----- DATA SHOWN

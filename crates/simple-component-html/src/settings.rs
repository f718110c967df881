//! Component defaults.
//!
//! With the `settings` feature, defaults can be read from a TOML document:
//!
//! ```toml
//! default_tag = "div"
//! default_closed = true
//! line_separator = "\n"
//! ```
//!
//! Every key is optional; missing keys fall back to [`ComponentSettings::default`].

use crate::error::{ComponentError, Result};

/// Tag used when no tag is given.
pub const DEFAULT_TAG: &str = "comp";

/// Separator placed between content lines and around the content block.
pub const DEFAULT_LINE_SEPARATOR: &str = "\n";

/// Defaults applied to newly constructed components.
#[derive(Debug, Clone, PartialEq, Eq)]
#[cfg_attr(feature = "settings", derive(serde::Deserialize), serde(default))]
pub struct ComponentSettings {
	/// Tag of a component built with [`Component::with_settings`](crate::Component::with_settings)
	pub default_tag: String,
	/// Whether such a component renders its closing tag
	pub default_closed: bool,
	/// Line separator used when joining and rendering content
	pub line_separator: String,
}

impl Default for ComponentSettings {
	fn default() -> Self {
		Self {
			default_tag: DEFAULT_TAG.to_string(),
			default_closed: true,
			line_separator: DEFAULT_LINE_SEPARATOR.to_string(),
		}
	}
}

impl ComponentSettings {
	/// Builder method for the default tag
	pub fn default_tag(mut self, tag: impl Into<String>) -> Self {
		self.default_tag = tag.into();
		self
	}

	/// Builder method for the default closed flag
	pub fn default_closed(mut self, closed: bool) -> Self {
		self.default_closed = closed;
		self
	}

	/// Builder method for the line separator
	pub fn line_separator(mut self, separator: impl Into<String>) -> Self {
		self.line_separator = separator.into();
		self
	}

	/// Checks that the default tag is usable.
	pub fn validate(&self) -> Result<()> {
		if self.default_tag.trim().is_empty() {
			return Err(ComponentError::InvalidTag(
				"The default tag of the settings is empty".to_string(),
			));
		}
		Ok(())
	}
}

#[cfg(feature = "settings")]
mod loading {
	use std::fs;
	use std::path::Path;

	use thiserror::Error;

	use super::ComponentSettings;
	use crate::error::ComponentError;

	/// Error raised while loading [`ComponentSettings`]
	#[non_exhaustive]
	#[derive(Debug, Error)]
	pub enum SettingsError {
		#[error("I/O error: {0}")]
		Io(#[from] std::io::Error),

		#[error("TOML error: {0}")]
		Toml(#[from] toml::de::Error),

		#[error("Invalid settings: {0}")]
		Invalid(#[from] ComponentError),
	}

	impl ComponentSettings {
		/// Parses settings from a TOML string and validates them.
		///
		/// # Examples
		///
		/// ```
		/// use simple_component_html::ComponentSettings;
		///
		/// let settings = ComponentSettings::from_toml_str("default_tag = \"div\"").unwrap();
		/// assert_eq!(settings.default_tag, "div");
		/// assert!(settings.default_closed);
		/// ```
		pub fn from_toml_str(content: &str) -> Result<Self, SettingsError> {
			let settings: ComponentSettings = toml::from_str(content)?;
			settings.validate()?;
			Ok(settings)
		}

		/// Loads settings from a TOML file.
		///
		/// A missing file is not an error: defaults are returned instead.
		pub fn from_file(path: impl AsRef<Path>) -> Result<Self, SettingsError> {
			let path = path.as_ref();
			if !path.exists() {
				tracing::debug!(path = %path.display(), "settings file not found, using defaults");
				return Ok(Self::default());
			}

			let content = fs::read_to_string(path)?;
			let settings = Self::from_toml_str(&content)?;
			tracing::debug!(path = %path.display(), tag = %settings.default_tag, "loaded component settings");
			Ok(settings)
		}
	}
}

#[cfg(feature = "settings")]
pub use loading::SettingsError;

----------

HOW TO COMPLETE THIS TASK — The answer must be the same records, repeated exactly and in full.

EXERCISE RESPONSE —
filename crates/simple-component-html/src/settings.rs
repository f718110c967df881
//! Component defaults.
//!
//! With the `settings` feature, defaults can be read from a TOML document:
//!
//! ```toml
//! default_tag = "div"
//! default_closed = true
//! line_separator = "\n"
//! ```
//!
//! Every key is optional; missing keys fall back to [`ComponentSettings::default`].

use crate::error::{ComponentError, Result};

/// Tag used when no tag is given.
pub const DEFAULT_TAG: &str = "comp";

/// Separator placed between content lines and around the content block.
pub const DEFAULT_LINE_SEPARATOR: &str = "\n";

/// Defaults applied to newly constructed components.
#[derive(Debug, Clone, PartialEq, Eq)]
#[cfg_attr(feature = "settings", derive(serde::Deserialize), serde(default))]
pub struct ComponentSettings {
	/// Tag of a component built with [`Component::with_settings`](crate::Component::with_settings)
	pub default_tag: String,
	/// Whether such a component renders its closing tag
	pub default_closed: bool,
	/// Line separator used when joining and rendering content
	pub line_separator: String,
}

impl Default for ComponentSettings {
	fn default() -> Self {
		Self {
			default_tag: DEFAULT_TAG.to_string(),
			default_closed: true,
			line_separator: DEFAULT_LINE_SEPARATOR.to_string(),
		}
	}
}

impl ComponentSettings {
	/// Builder method for the default tag
	pub fn default_tag(mut self, tag: impl Into<String>) -> Self {
		self.default_tag = tag.into();
		self
	}

	/// Builder method for the default closed flag
	pub fn default_closed(mut self, closed: bool) -> Self {
		self.default_closed = closed;
		self
	}

	/// Builder method for the line separator
	pub fn line_separator(mut self, separator: impl Into<String>) -> Self {
		self.line_separator = separator.into();
		self
	}

	/// Checks that the default tag is usable.
	pub fn validate(&self) -> Result<()> {
		if self.default_tag.trim().is_empty() {
			return Err(ComponentError::InvalidTag(
				"The default tag of the settings is empty".to_string(),
			));
		}
		Ok(())
	}
}

#[cfg(feature = "settings")]
mod loading {
	use std::fs;
	use std::path::Path;

	use thiserror::Error;

	use super::ComponentSettings;
	use crate::error::ComponentError;

	/// Error raised while loading [`ComponentSettings`]
	#[non_exhaustive]
	#[derive(Debug, Error)]
	pub enum SettingsError {
		#[error("I/O error: {0}")]
		Io(#[from] std::io::Error),

		#[error("TOML error: {0}")]
		Toml(#[from] toml::de::Error),

		#[error("Invalid settings: {0}")]
		Invalid(#[from] ComponentError),
	}

	impl ComponentSettings {
		/// Parses settings from a TOML string and validates them.
		///
		/// # Examples
		///
		/// ```
		/// use simple_component_html::ComponentSettings;
		///
		/// let settings = ComponentSettings::from_toml_str("default_tag = \"div\"").unwrap();
		/// assert_eq!(settings.default_tag, "div");
		/// assert!(settings.default_closed);
		/// ```
		pub fn from_toml_str(content: &str) -> Result<Self, SettingsError> {
			let settings: ComponentSettings = toml::from_str(content)?;
			settings.validate()?;
			Ok(settings)
		}

		/// Loads settings from a TOML file.
		///
		/// A missing file is not an error: defaults are returned instead.
		pub fn from_file(path: impl AsRef<Path>) -> Result<Self, SettingsError> {
			let path = path.as_ref();
			if !path.exists() {
				tracing::debug!(path = %path.display(), "settings file not found, using defaults");
				return Ok(Self::default());
			}

			let content = fs::read_to_string(path)?;
			let settings = Self::from_toml_str(&content)?;
			tracing::debug!(path = %path.display(), tag = %settings.default_tag, "loaded component settings");
			Ok(settings)
		}
	}
}

#[cfg(feature = "settings")]
pub use loading::SettingsError;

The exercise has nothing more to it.